A Year of Biblical Womanhood.
This woman, Rachel Held Evans, who might just be my long-lost twin, embarks on a year-long journey that explores every single thing the Bible says about women. She is mostly doing this to procrastinate against the childbearing her well-intentioned Christian friends think it’s time she get down to business about. And because her mother thought it was a crazy idea. I resonate SO much with that! haha.

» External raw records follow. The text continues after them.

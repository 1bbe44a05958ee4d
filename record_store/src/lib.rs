//! Embedded transactional record store for the tenant lifecycle engine.
//!
//! Named tables of string-keyed rows with:
//! - ACID transactions with undo logging and row-level locks
//! - Skip-locked claiming (`claim_one`) for competing background workers
//! - Session-scoped advisory locks keyed by i64
//! - The shared `Clock` time sources every dependent crate stamps with
//!
//! Tables are created implicitly on first write. Reads run against the
//! current table state without taking locks; destructive flows are expected
//! to re-validate what they read inside a transaction before acting on it.

mod claim;
mod clock;
mod error;
mod transaction;

use std::collections::HashMap;
use std::sync::atomic::{AtomicU64, Ordering};

use dashmap::DashMap;
use parking_lot::RwLock;
use serde::{Deserialize, Serialize};

pub use claim::{advisory_key_for, AdvisoryGuard, AdvisoryLocks, ClaimGuard};
pub use clock::{Clock, ManualClock, SystemClock};
pub use error::{Result, StoreError};
pub use transaction::{Tx, UndoEntry};

/// A single typed field value.
#[derive(Debug, Clone, PartialEq, Serialize, Deserialize)]
pub enum Value {
    Str(String),
    Int(i64),
    Bool(bool),
    Null,
}

impl Value {
    pub fn as_str(&self) -> Option<&str> {
        match self {
            Self::Str(s) => Some(s),
            _ => None,
        }
    }

    pub fn as_int(&self) -> Option<i64> {
        match self {
            Self::Int(n) => Some(*n),
            _ => None,
        }
    }

    pub fn as_bool(&self) -> Option<bool> {
        match self {
            Self::Bool(b) => Some(*b),
            _ => None,
        }
    }

    /// True for `Null`, false for every concrete value.
    pub fn is_null(&self) -> bool {
        matches!(self, Self::Null)
    }
}

impl From<&str> for Value {
    fn from(s: &str) -> Self {
        Self::Str(s.to_string())
    }
}

impl From<String> for Value {
    fn from(s: String) -> Self {
        Self::Str(s)
    }
}

impl From<i64> for Value {
    fn from(n: i64) -> Self {
        Self::Int(n)
    }
}

impl From<bool> for Value {
    fn from(b: bool) -> Self {
        Self::Bool(b)
    }
}

/// A stored row: a string id plus named field values.
#[derive(Debug, Clone, PartialEq, Serialize, Deserialize)]
pub struct Row {
    pub id: String,
    pub fields: HashMap<String, Value>,
}

impl Row {
    pub fn new(id: impl Into<String>) -> Self {
        Self {
            id: id.into(),
            fields: HashMap::new(),
        }
    }

    /// Builder-style field setter.
    #[must_use]
    pub fn with(mut self, name: impl Into<String>, value: impl Into<Value>) -> Self {
        self.fields.insert(name.into(), value.into());
        self
    }

    pub fn get(&self, name: &str) -> Option<&Value> {
        self.fields.get(name)
    }

    pub fn str(&self, name: &str) -> Option<&str> {
        self.fields.get(name).and_then(Value::as_str)
    }

    pub fn int(&self, name: &str) -> Option<i64> {
        self.fields.get(name).and_then(Value::as_int)
    }

    pub fn bool(&self, name: &str) -> Option<bool> {
        self.fields.get(name).and_then(Value::as_bool)
    }
}

pub(crate) type Table = RwLock<HashMap<String, Row>>;

/// In-process record store shared by all engine components.
pub struct RecordStore {
    pub(crate) tables: DashMap<String, Table>,
    /// (table, row id) -> owning transaction/claim id.
    pub(crate) row_locks: DashMap<(String, String), u64>,
    pub(crate) next_tx: AtomicU64,
    advisory: AdvisoryLocks,
}

impl Default for RecordStore {
    fn default() -> Self {
        Self::new()
    }
}

impl RecordStore {
    pub fn new() -> Self {
        Self {
            tables: DashMap::new(),
            row_locks: DashMap::new(),
            next_tx: AtomicU64::new(1),
            advisory: AdvisoryLocks::new(),
        }
    }

    /// Begin a transaction. Dropping the returned context without calling
    /// `commit` rolls every write back and releases its row locks.
    pub fn begin(&self) -> Tx<'_> {
        let tx_id = self.next_tx.fetch_add(1, Ordering::SeqCst);
        Tx::new(self, tx_id)
    }

    /// Fetch a row by id from committed table state.
    pub fn get(&self, table: &str, id: &str) -> Option<Row> {
        self.tables
            .get(table)
            .and_then(|t| t.read().get(id).cloned())
    }

    /// All rows matching the predicate, in unspecified order.
    pub fn scan<F>(&self, table: &str, pred: F) -> Vec<Row>
    where
        F: Fn(&Row) -> bool,
    {
        self.tables.get(table).map_or_else(Vec::new, |t| {
            t.read().values().filter(|r| pred(r)).cloned().collect()
        })
    }

    /// Count rows matching the predicate.
    pub fn count<F>(&self, table: &str, pred: F) -> usize
    where
        F: Fn(&Row) -> bool,
    {
        self.tables
            .get(table)
            .map_or(0, |t| t.read().values().filter(|r| pred(r)).count())
    }

    /// Session-scoped advisory lock registry.
    pub fn advisory(&self) -> &AdvisoryLocks {
        &self.advisory
    }

    pub(crate) fn table(&self, name: &str) -> dashmap::mapref::one::Ref<'_, String, Table> {
        self.tables
            .entry(name.to_string())
            .or_insert_with(|| RwLock::new(HashMap::new()))
            .downgrade()
    }

    /// Acquire the row lock for `tx_id`, or fail fast on conflict.
    /// Re-acquiring a lock the same owner already holds is a no-op.
    pub(crate) fn lock_row(&self, table: &str, id: &str, tx_id: u64) -> Result<()> {
        let key = (table.to_string(), id.to_string());
        match self.row_locks.entry(key) {
            dashmap::Entry::Occupied(e) if *e.get() == tx_id => Ok(()),
            dashmap::Entry::Occupied(_) => Err(StoreError::LockConflict {
                table: table.to_string(),
                id: id.to_string(),
            }),
            dashmap::Entry::Vacant(e) => {
                e.insert(tx_id);
                Ok(())
            }
        }
    }

    /// True if any live transaction or claim holds the row lock.
    pub(crate) fn is_row_locked(&self, table: &str, id: &str) -> bool {
        self.row_locks
            .contains_key(&(table.to_string(), id.to_string()))
    }

    pub(crate) fn release_locks(&self, tx_id: u64) {
        self.row_locks.retain(|_, owner| *owner != tx_id);
    }
}
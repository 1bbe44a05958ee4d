// SPDX-License-Identifier: MIT OR Apache-2.0
//! Tenant-overridable feature flags consumed by the engine.
//!
//! The engine only reads flags; resolution order is tenant override first,
//! then the global default, then off. Destructive operations re-check their
//! flag at every stage rather than trusting an earlier check, because flags
//! can change between check and use.

use dashmap::DashMap;

/// The flags this engine consumes.
#[derive(Debug, Clone, Copy, PartialEq, Eq, Hash)]
pub enum Flag {
    /// Per-record self-destruct feature.
    SelfDestruct,
    /// Whole-tenant purge feature.
    DangerPurge,
    /// Field-level encryption of sensitive columns.
    Encryption,
    /// Automatic purge requests for inactive tenants.
    InactivityAutoDelete,
}

impl Flag {
    /// Wire key in the external flag store.
    pub fn key(self) -> &'static str {
        match self {
            Self::SelfDestruct => "self_destruct_enabled",
            Self::DangerPurge => "danger_purge",
            Self::Encryption => "encryption_enabled",
            Self::InactivityAutoDelete => "inactivity_auto_delete",
        }
    }
}

/// Read-side interface to the external flag store.
pub trait FlagStore: Send + Sync {
    fn is_enabled(&self, tenant_id: &str, flag: Flag) -> bool;
}

/// In-memory flag store: global defaults plus per-tenant overrides.
pub struct InMemoryFlags {
    defaults: DashMap<Flag, bool>,
    overrides: DashMap<(String, Flag), bool>,
}

impl Default for InMemoryFlags {
    fn default() -> Self {
        Self::new()
    }
}

impl InMemoryFlags {
    /// All flags off until set.
    pub fn new() -> Self {
        Self {
            defaults: DashMap::new(),
            overrides: DashMap::new(),
        }
    }

    /// Everything on; the usual test fixture.
    pub fn all_enabled() -> Self {
        let flags = Self::new();
        for f in [
            Flag::SelfDestruct,
            Flag::DangerPurge,
            Flag::Encryption,
            Flag::InactivityAutoDelete,
        ] {
            flags.set_default(f, true);
        }
        flags
    }

    pub fn set_default(&self, flag: Flag, enabled: bool) {
        self.defaults.insert(flag, enabled);
    }

    pub fn set_override(&self, tenant_id: &str, flag: Flag, enabled: bool) {
        self.overrides.insert((tenant_id.to_string(), flag), enabled);
    }

    pub fn clear_override(&self, tenant_id: &str, flag: Flag) {
        self.overrides.remove(&(tenant_id.to_string(), flag));
    }
}

impl FlagStore for InMemoryFlags {
    fn is_enabled(&self, tenant_id: &str, flag: Flag) -> bool {
        if let Some(v) = self.overrides.get(&(tenant_id.to_string(), flag)) {
            return *v;
        }
        self.defaults.get(&flag).map_or(false, |v| *v)
    }
}
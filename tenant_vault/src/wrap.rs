// SPDX-License-Identifier: MIT OR Apache-2.0
//! Data key wrapping: HKDF-SHA256 derivation plus AES-256-GCM.
//!
//! Wrapped-key blob (persisted per tenant key row):
//!
//! ```text
//! { "version": "2.0", "algorithm": "aes-256-gcm", "salt": <b64 32B>,
//!   "iv": <b64 12B>, "ciphertext": <b64>, "authTag": <b64 16B> }
//! ```
//!
//! Legacy wrapped keys (pre-versioning) are a single base64 string of
//! `iv(16B) || ciphertext` under AES-256-CBC with a SHA-256 digest of the
//! master key. That path is unwrap-only: nothing here can produce one.
//! Unwrapping fails closed on any structural or tag mismatch — a garbage
//! key is never returned.

use aes::cipher::{block_padding::Pkcs7, BlockDecryptMut, KeyIvInit};
use aes_gcm::aead::{Aead, Payload};
use aes_gcm::{Aes256Gcm, KeyInit, Nonce};
use base64::{engine::general_purpose::STANDARD as BASE64, Engine};
use hkdf::Hkdf;
use rand::RngCore;
use serde::{Deserialize, Serialize};
use sha2::{Digest, Sha256};
use zeroize::Zeroizing;

use crate::{MasterKey, Result, VaultError};

/// AES-256 data key size in bytes.
pub const KEY_SIZE: usize = 32;
/// AES-GCM nonce size (96 bits).
pub const NONCE_SIZE: usize = 12;
/// AES-GCM authentication tag size (128 bits).
pub const TAG_SIZE: usize = 16;
/// HKDF salt size for wrap-key derivation.
pub const SALT_SIZE: usize = 32;

/// Current wrapped-key format version.
const WRAP_VERSION: &str = "2.0";
/// Current wrapping cipher.
const WRAP_ALGORITHM: &str = "aes-256-gcm";
/// Fixed, versioned HKDF context for wrap-key derivation.
const WRAP_CONTEXT: &[u8] = b"tenant-vault/key-wrap/v2";
/// Fixed AAD label binding the ciphertext to its purpose.
const WRAP_AAD: &[u8] = b"tenant-data-key";
/// Legacy CBC iv size.
const LEGACY_IV_SIZE: usize = 16;

type LegacyCbcDec = cbc::Decryptor<aes::Aes256>;

/// Serialized wrapped-key blob, current format.
#[derive(Debug, Clone, Serialize, Deserialize)]
#[serde(rename_all = "camelCase")]
pub struct WrappedKey {
    pub version: String,
    pub algorithm: String,
    pub salt: String,
    pub iv: String,
    pub ciphertext: String,
    pub auth_tag: String,
}

/// Derive the wrapping key for one salt from the process master key.
fn derive_wrapping_key(master: &MasterKey, salt: &[u8]) -> Result<Zeroizing<[u8; KEY_SIZE]>> {
    let hk = Hkdf::<Sha256>::new(Some(salt), master.as_bytes());
    let mut kek = Zeroizing::new([0u8; KEY_SIZE]);
    hk.expand(WRAP_CONTEXT, kek.as_mut())
        .map_err(|_| VaultError::CryptoFailure)?;
    Ok(kek)
}

/// Wrap a 32-byte data key under the master key, returning the JSON blob.
pub fn wrap_key(master: &MasterKey, data_key: &[u8; KEY_SIZE]) -> Result<String> {
    let mut salt = [0u8; SALT_SIZE];
    rand::thread_rng().fill_bytes(&mut salt);
    let mut nonce = [0u8; NONCE_SIZE];
    rand::thread_rng().fill_bytes(&mut nonce);

    let kek = derive_wrapping_key(master, &salt)?;
    let cipher = Aes256Gcm::new_from_slice(kek.as_ref()).map_err(|_| VaultError::CryptoFailure)?;
    let sealed = cipher
        .encrypt(
            Nonce::from_slice(&nonce),
            Payload {
                msg: data_key,
                aad: WRAP_AAD,
            },
        )
        .map_err(|_| VaultError::CryptoFailure)?;

    // aes-gcm appends the tag; the blob stores it as a separate field.
    let (ciphertext, tag) = sealed.split_at(sealed.len() - TAG_SIZE);
    let blob = WrappedKey {
        version: WRAP_VERSION.to_string(),
        algorithm: WRAP_ALGORITHM.to_string(),
        salt: BASE64.encode(salt),
        iv: BASE64.encode(nonce),
        ciphertext: BASE64.encode(ciphertext),
        auth_tag: BASE64.encode(tag),
    };
    serde_json::to_string(&blob).map_err(|_| VaultError::CryptoFailure)
}

/// Unwrap a persisted key blob, current or legacy format.
pub fn unwrap_key(master: &MasterKey, blob: &str) -> Result<Zeroizing<[u8; KEY_SIZE]>> {
    match serde_json::from_str::<WrappedKey>(blob) {
        Ok(wrapped) => unwrap_current(master, &wrapped),
        // Not JSON at all: pre-versioning blobs are a bare base64 string.
        Err(_) => unwrap_legacy(master, blob),
    }
}

fn unwrap_current(master: &MasterKey, wrapped: &WrappedKey) -> Result<Zeroizing<[u8; KEY_SIZE]>> {
    if wrapped.version != WRAP_VERSION || wrapped.algorithm != WRAP_ALGORITHM {
        return Err(VaultError::CryptoFailure);
    }
    let salt = decode_exact(&wrapped.salt, SALT_SIZE)?;
    let nonce = decode_exact(&wrapped.iv, NONCE_SIZE)?;
    let ciphertext = BASE64
        .decode(&wrapped.ciphertext)
        .map_err(|_| VaultError::CryptoFailure)?;
    let tag = decode_exact(&wrapped.auth_tag, TAG_SIZE)?;

    let kek = derive_wrapping_key(master, &salt)?;
    let cipher = Aes256Gcm::new_from_slice(kek.as_ref()).map_err(|_| VaultError::CryptoFailure)?;

    let mut sealed = ciphertext;
    sealed.extend_from_slice(&tag);
    let plain = cipher
        .decrypt(
            Nonce::from_slice(&nonce),
            Payload {
                msg: &sealed,
                aad: WRAP_AAD,
            },
        )
        .map_err(|_| VaultError::CryptoFailure)?;

    key_from_plain(&plain)
}

/// Legacy unwrap: AES-256-CBC under SHA-256(master), no authentication.
/// Kept only so pre-migration key rows stay readable.
fn unwrap_legacy(master: &MasterKey, blob: &str) -> Result<Zeroizing<[u8; KEY_SIZE]>> {
    let raw = BASE64
        .decode(blob.trim())
        .map_err(|_| VaultError::CryptoFailure)?;
    if raw.len() <= LEGACY_IV_SIZE {
        return Err(VaultError::CryptoFailure);
    }
    let (iv, ciphertext) = raw.split_at(LEGACY_IV_SIZE);
    let legacy_kek = Sha256::digest(master.as_bytes());

    let plain = LegacyCbcDec::new_from_slices(&legacy_kek, iv)
        .map_err(|_| VaultError::CryptoFailure)?
        .decrypt_padded_vec_mut::<Pkcs7>(ciphertext)
        .map_err(|_| VaultError::CryptoFailure)?;

    tracing::warn!("unwrapped a legacy-format tenant key; schedule it for rotation");
    key_from_plain(&plain)
}

fn key_from_plain(plain: &[u8]) -> Result<Zeroizing<[u8; KEY_SIZE]>> {
    if plain.len() != KEY_SIZE {
        return Err(VaultError::CryptoFailure);
    }
    let mut key = Zeroizing::new([0u8; KEY_SIZE]);
    key.copy_from_slice(plain);
    Ok(key)
}

fn decode_exact(b64: &str, len: usize) -> Result<Vec<u8>> {
    let bytes = BASE64.decode(b64).map_err(|_| VaultError::CryptoFailure)?;
    if bytes.len() != len {
        return Err(VaultError::CryptoFailure);
    }
    Ok(bytes)
}
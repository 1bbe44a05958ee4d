use thiserror::Error;

#[derive(Debug, Error, Clone, PartialEq, Eq)]
pub enum StoreError {
    #[error("row not found: {table}/{id}")]
    NotFound { table: String, id: String },

    #[error("duplicate row: {table}/{id}")]
    Duplicate { table: String, id: String },

    #[error("row lock conflict: {table}/{id}")]
    LockConflict { table: String, id: String },

    #[error("transaction no longer active")]
    TxClosed,
}

pub type Result<T> = std::result::Result<T, StoreError>;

She compiles a list of all the sometimes lovely and sometimes strange commands the Bible has about women, divides them by theme and attempts a certain group of them each month. Things like:
- calling her husband “master”
- rising before dawn and working well into the night
- investing in real estate
- observing specific holidays
- praise her husband at the city gate
- care for widows and orphans
- long periods of silence
- considering herself “unclean” while menstruating…ie sleeping in a tent outside her home while on her period
- spending time on the roof in reflection over sins she commits
- not cutting her hair, as it is her jewel
- covering her head during prayer
- making all food from scratch
- and much, much more.

She connects with randoms on her blog, rabbis, Benedictine monks, the Amish, Quiverfull families, sisterwives, etc., to learn more about how they feel they follow what’s outlined as “Biblical Womanhood.” She retells the stories of the women in the Bible, who are often nameless, who are often overlooked and forgotten in our whole church bible studies, relegated to “Women’s Retreat material,” and helps us to see how radical Jesus was, not just for including women in the religious dialogue for the first time, but for raising their status in a time and place and culture where they were separated at the temple, uneducated, property of men, nameless in most documents, and considered unreliable witnesses.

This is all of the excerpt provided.